The inspector monitored the licensee's investigative and corrective activities. Contractor personnel were onsite to support the previously performed corrective and preventive activities and effectively disassembled the damaged components and installed a spare shaft assembly.
The spare shaft assembly was inspected and tested (magnetic particle) prior to installation to ensure the absence of defects. The inspector noted system engineering involvement to be strong. The shaft assembly installation was completed on June 16, 1993, and the No. 2 EDG was satisfactorily retested and declared operable.
The system engineer contacted the EDG vendor to ascertain whether similar failures have been recorded; none were identified. In addition, when the No.1 EDG was removed from service later on June 16, 1993, for planned preventive and corrective activities, its fan shaft was visually inspected and ultrasonically tested to identify whether any defects were present.
No defects were identified.
The inspector observed that a portion of the break area appeared to be rusted, possibly indicating that a defect or crack may have existed prior to the failure. The licensee sent the damaged shaft offsite for failure analysis. Upon receipt of the results of the analysis, the licensee will evaluate whether additional corrective actions are warranted.

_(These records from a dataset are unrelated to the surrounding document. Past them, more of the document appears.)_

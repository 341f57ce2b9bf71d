//! HMAC-SHA256 verification of webhook signatures.
//!
//! The provider signs every webhook body with a shared secret and sends the
//! lowercase hex digest in the `X-Signature` header. Comparison is constant
//! time, the signature covers the exact raw body bytes, and the secret never
//! appears in errors or logs.

use hmac::{Hmac, Mac};
use secrecy::{ExposeSecret, SecretString};
use sha2::Sha256;
use subtle::ConstantTimeEq;

use crate::{Error, Result};

type HmacSha256 = Hmac<Sha256>;

/// Header carrying the lowercase hex HMAC-SHA256 of the raw body.
pub const SIGNATURE_HEADER: &str = "x-signature";

/// Verifies webhook signatures against the configured shared secret.
///
/// Without a secret the verifier accepts everything; that mode exists for
/// local development and is announced loudly at startup.
#[derive(Clone)]
pub struct SignatureVerifier {
  secret: Option<SecretString>,
}

impl SignatureVerifier {
  pub const fn new(secret: SecretString) -> Self {
    Self {
      secret: Some(secret),
    }
  }

  /// Explicit opt-out: every payload passes unverified.
  pub const fn disabled() -> Self { Self { secret: None } }

  pub const fn is_enabled(&self) -> bool { self.secret.is_some() }

  /// Check `supplied` (the `X-Signature` header value, if any) against the
  /// HMAC-SHA256 of `body`.
  ///
  /// A missing, non-hex, or mismatched signature is an authentication error.
  /// No local state has been read or written when this fails.
  pub fn verify(&self, body: &[u8], supplied: Option<&str>) -> Result<()> {
    let Some(secret) = &self.secret else {
      return Ok(());
    };
    let supplied = supplied.ok_or_else(|| {
      Error::Authentication("missing X-Signature header".into())
    })?;
    let supplied = hex::decode(supplied.trim())
      .map_err(|_| Error::Authentication("malformed X-Signature header".into()))?;

    let mut mac = HmacSha256::new_from_slice(secret.expose_secret().as_bytes())
      .expect("HMAC accepts keys of any length");
    mac.update(body);
    let computed = mac.finalize().into_bytes();

    // Constant-time comparison; length mismatches also compare unequal.
    if computed.as_slice().ct_eq(supplied.as_slice()).into() {
      Ok(())
    } else {
      tracing::warn!("webhook signature verification failed");
      Err(Error::Authentication("invalid webhook signature".into()))
    }
  }

  /// The lowercase hex HMAC-SHA256 of `body` under `secret`, exactly as the
  /// provider would send it. Used by the webhook simulator and tests.
  pub fn sign(secret: &str, body: &[u8]) -> String {
    let mut mac = HmacSha256::new_from_slice(secret.as_bytes())
      .expect("HMAC accepts keys of any length");
    mac.update(body);
    hex::encode(mac.finalize().into_bytes())
  }
}
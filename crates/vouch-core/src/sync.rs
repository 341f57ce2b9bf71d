//! The synchronization engine.
//!
//! All multi-step flows live here: session creation with its compensating
//! delete, webhook ingestion, and the proxied provider calls. The engine
//! owns the ordering rules; the store owns atomicity of individual steps.
//!
//! No local lock is ever held across a provider call. Creation writes a
//! provisional row, talks to the provider, then confirms or rolls back.

use std::sync::Arc;

use chrono::{DateTime, Utc};
use serde::{Deserialize, Serialize};
use uuid::Uuid;

use crate::{
  Error, Result,
  provider::{CreateRemoteSession, Decision, KycFields, ProviderClient, RemoteSession},
  session::NewSession,
  signature::SignatureVerifier,
  status::SessionStatus,
  store::{ConfirmOutcome, SessionStore, SessionUpdate, UpdateOutcome},
  webhook::WebhookEvent,
};

/// Feature flags requested from the provider when the caller names none.
pub const DEFAULT_FEATURES: &str = "OCR";

// ─── Request / response shapes ───────────────────────────────────────────────

/// Body of `POST /sessions`.
///
/// Every field is optional at the serde level; required fields are checked by
/// the engine so a missing one yields a validation error rather than a
/// deserialization rejection.
#[derive(Debug, Clone, Default, Serialize, Deserialize)]
pub struct CreateSessionRequest {
  pub first_name:    Option<String>,
  pub last_name:     Option<String>,
  pub document_id:   Option<String>,
  pub document_type: Option<String>,
  /// Provider feature flags; defaults to [`DEFAULT_FEATURES`].
  pub features:      Option<String>,
  /// Correlation tag passed to the provider; defaults to the document id.
  pub vendor_data:   Option<String>,
}

/// Response body for a created session.
#[derive(Debug, Clone, Serialize, Deserialize)]
pub struct CreatedSession {
  /// The provider's external identifier; all later lookups use this.
  pub session_id:       String,
  /// Hosted flow URL for the end user.
  pub verification_url: String,
  pub expires_at:       Option<DateTime<Utc>>,
}

/// Response body for a processed webhook delivery.
#[derive(Debug, Clone, Serialize, Deserialize)]
pub struct WebhookOutcome {
  pub message:    String,
  /// The stored status after this delivery, which for stale deliveries is
  /// not the status the webhook carried.
  pub status:     SessionStatus,
  pub session_id: String,
}

// ─── Engine ──────────────────────────────────────────────────────────────────

/// Orchestrates the local store, the provider client, and signature checks.
pub struct SyncEngine<S, P> {
  store:        Arc<S>,
  provider:     Arc<P>,
  verifier:     SignatureVerifier,
  callback_url: String,
}
//! API error type, its [`axum::response::IntoResponse`] implementation, and
//! the JSON extractor that reports body rejections in the same envelope.

use axum::{
  Json,
  extract::{FromRequest, Request, rejection::JsonRejection},
  http::StatusCode,
  response::{IntoResponse, Response},
};
use serde_json::json;
use vouch_core::Error;

/// Handler failure with its HTTP mapping.
///
/// Wraps [`vouch_core::Error`]; the response body carries the message plus
/// the stable error kind, never internals like stack traces or secrets.
#[derive(Debug)]
pub struct ApiError(Error);

impl From<Error> for ApiError {
  fn from(e: Error) -> Self { Self(e) }
}

impl IntoResponse for ApiError {
  fn into_response(self) -> Response {
    let status = match &self.0 {
      Error::Validation(_) | Error::MalformedPayload(_) => StatusCode::BAD_REQUEST,
      Error::Authentication(_) => StatusCode::UNAUTHORIZED,
      Error::NotFound(_) => StatusCode::NOT_FOUND,
      Error::Provider(_) | Error::Conflict(_) | Error::Store(_) => {
        StatusCode::INTERNAL_SERVER_ERROR
      }
    };
    let body = json!({
      "error": self.0.to_string(),
      "kind":  self.0.kind(),
    });
    (status, Json(body)).into_response()
  }
}

/// [`axum::Json`] with rejections reported through [`ApiError`].
///
/// The stock extractor answers unparsable bodies with plain-text 400s; this
/// one keeps the `{error, kind}` body shape on every failure path.
pub struct ApiJson<T>(pub T);

impl<S, T> FromRequest<S> for ApiJson<T>
where
  Json<T>: FromRequest<S, Rejection = JsonRejection>,
  S: Send + Sync,
{
  type Rejection = ApiError;

  async fn from_request(
    req: Request,
    state: &S,
  ) -> Result<Self, Self::Rejection> {
    match Json::<T>::from_request(req, state).await {
      Ok(Json(value)) => Ok(Self(value)),
      Err(rejection) => Err(Error::MalformedPayload(rejection.body_text()).into()),
    }
  }
}
//! Error types for the SQLite session store.

use thiserror::Error;

/// Errors arising from the SQLite store.
#[derive(Debug, Error)]
pub enum Error {
  /// An error from the underlying database.
  #[error("database error: {0}")]
  Database(#[from] tokio_rusqlite::Error),
  /// A stored UUID failed to parse.
  #[error("failed to parse stored UUID: {0}")]
  Uuid(#[from] uuid::Error),
  /// A stored timestamp or calendar date failed to parse.
  #[error("failed to parse stored date: {0}")]
  DateParse(#[from] chrono::ParseError),
  /// A stored status label is not one we recognize.
  #[error("unknown stored status {0:?}")]
  UnknownStatus(String),
  /// A session referenced by primary key does not exist.
  #[error("session {0} not found")]
  SessionNotFound(uuid::Uuid),
}

pub type Result<T, E = Error> = std::result::Result<T, E>;
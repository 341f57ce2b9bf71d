//! Async HTTP client for the provider's verification API.

use std::time::Duration;

use chrono::{DateTime, Utc};
use reqwest::Client;
use secrecy::{ExposeSecret, SecretString};
use serde::{Deserialize, Serialize};
use tracing::debug;
use vouch_core::provider::{
  CreateRemoteSession, Decision, ProviderClient, RemoteSession,
};

use crate::error::{Error, Result};

/// Provider error bodies can be arbitrarily large; logs and errors carry at
/// most this many characters of them.
const BODY_SNIPPET_LEN: usize = 500;

/// Connection settings for the provider.
///
/// `auth_url` is the complete token-exchange endpoint. `api_url` is the base
/// of the verification API; session paths are appended to it.
#[derive(Debug, Clone, Deserialize)]
pub struct ProviderConfig {
  pub auth_url:      String,
  pub api_url:       String,
  pub client_id:     String,
  pub client_secret: SecretString,
}

/// Async HTTP client for the provider API.
///
/// Cheap to clone; the inner [`reqwest::Client`] is `Arc`-based.
#[derive(Clone)]
pub struct HttpProviderClient {
  client: Client,
  config: ProviderConfig,
}

impl HttpProviderClient {
  pub fn new(config: ProviderConfig) -> Result<Self> {
    let client = Client::builder()
      .timeout(Duration::from_secs(30))
      .build()?;
    Ok(Self { client, config })
  }

  fn url(&self, path: &str) -> String {
    format!("{}{}", self.config.api_url.trim_end_matches('/'), path)
  }

  /// `POST {auth_url}` with Basic credentials. Tokens are short-lived and
  /// cheap; one is acquired per operation instead of cached.
  async fn acquire_token(&self) -> Result<String> {
    let response = self
      .client
      .post(&self.config.auth_url)
      .basic_auth(
        &self.config.client_id,
        Some(self.config.client_secret.expose_secret()),
      )
      .form(&[("grant_type", "client_credentials")])
      .send()
      .await?;

    let status = response.status();
    if !status.is_success() {
      let body = snippet(&response.text().await.unwrap_or_default());
      return Err(Error::Auth { status, body });
    }
    let token: TokenResponse = response.json().await?;
    Ok(token.access_token)
  }
}

impl ProviderClient for HttpProviderClient {
  type Error = Error;

  /// `POST {api_url}/v1/session/`
  async fn create_session(
    &self,
    request: &CreateRemoteSession,
  ) -> Result<RemoteSession> {
    let token = self.acquire_token().await?;
    let body = CreateSessionBody {
      callback:    &request.callback_url,
      features:    &request.features,
      vendor_data: &request.vendor_data,
    };
    debug!(features = %request.features, "creating provider session");

    let response = self
      .client
      .post(self.url("/v1/session/"))
      .bearer_auth(&token)
      .json(&body)
      .send()
      .await?;
    let session = read_session(response).await?;
    if session.session_id.is_empty() || session.verification_url.is_empty() {
      return Err(Error::Decode(
        "session response missing session_id or verification url".into(),
      ));
    }
    Ok(session)
  }

  /// `GET {api_url}/v1/session/{id}/decision/`
  async fn retrieve_decision(&self, external_id: &str) -> Result<Decision> {
    let token = self.acquire_token().await?;
    debug!(%external_id, "retrieving decision report");

    let response = self
      .client
      .get(self.url(&format!("/v1/session/{external_id}/decision/")))
      .bearer_auth(&token)
      .send()
      .await?;
    let status = response.status();
    if !status.is_success() {
      let body = snippet(&response.text().await.unwrap_or_default());
      return Err(Error::Status { status, body });
    }
    Ok(response.json().await?)
  }

  /// `PATCH {api_url}/v1/session/{id}/update-status/`
  async fn update_status(
    &self,
    external_id: &str,
    new_status: &str,
    comment: Option<&str>,
  ) -> Result<RemoteSession> {
    let token = self.acquire_token().await?;
    let body = UpdateStatusBody {
      new_status,
      comment,
    };
    debug!(%external_id, %new_status, "updating provider session status");

    let response = self
      .client
      .patch(self.url(&format!("/v1/session/{external_id}/update-status/")))
      .bearer_auth(&token)
      .json(&body)
      .send()
      .await?;
    read_session(response).await
  }
}

// ─── Wire shapes ─────────────────────────────────────────────────────────────

#[derive(Deserialize)]
struct TokenResponse {
  access_token: String,
}

#[derive(Serialize)]
struct CreateSessionBody<'a> {
  callback:    &'a str,
  features:    &'a str,
  vendor_data: &'a str,
}

#[derive(Serialize)]
struct UpdateStatusBody<'a> {
  new_status: &'a str,
  #[serde(skip_serializing_if = "Option::is_none")]
  comment:    Option<&'a str>,
}

/// The provider's session representation. Creation and status calls return
/// more fields than these; the rest are ignored.
#[derive(Deserialize)]
struct SessionResponse {
  #[serde(default)]
  session_id: String,
  #[serde(default)]
  url:        Option<String>,
  #[serde(default)]
  expires_at: Option<DateTime<Utc>>,
  #[serde(default)]
  status:     Option<String>,
}

impl SessionResponse {
  fn into_remote(self) -> RemoteSession {
    RemoteSession {
      session_id:       self.session_id,
      verification_url: self.url.unwrap_or_default(),
      expires_at:       self.expires_at,
      status:           self.status,
    }
  }
}

async fn read_session(response: reqwest::Response) -> Result<RemoteSession> {
  let status = response.status();
  if !status.is_success() {
    let body = snippet(&response.text().await.unwrap_or_default());
    return Err(Error::Status { status, body });
  }
  let wire: SessionResponse = response.json().await?;
  Ok(wire.into_remote())
}

fn snippet(body: &str) -> String {
  body.chars().take(BODY_SNIPPET_LEN).collect()
}

// ─── Tests ───────────────────────────────────────────────────────────────────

The inspector concluded that the licensee's overall efforts and response to the EDG failure were appropriate.
3.4 Chemistry Surveillance On May 27,1993, and June 2,1993, the inspectors observed the sampling of reactor water as performed by chemistry technicians at the reactor water sample sink on the 75 ft elevation of the reactor building. The inspectors observed sampling for conductivity and dissolved oxygen, as well as a periodic cross check of conductivity instrumentation accuracy.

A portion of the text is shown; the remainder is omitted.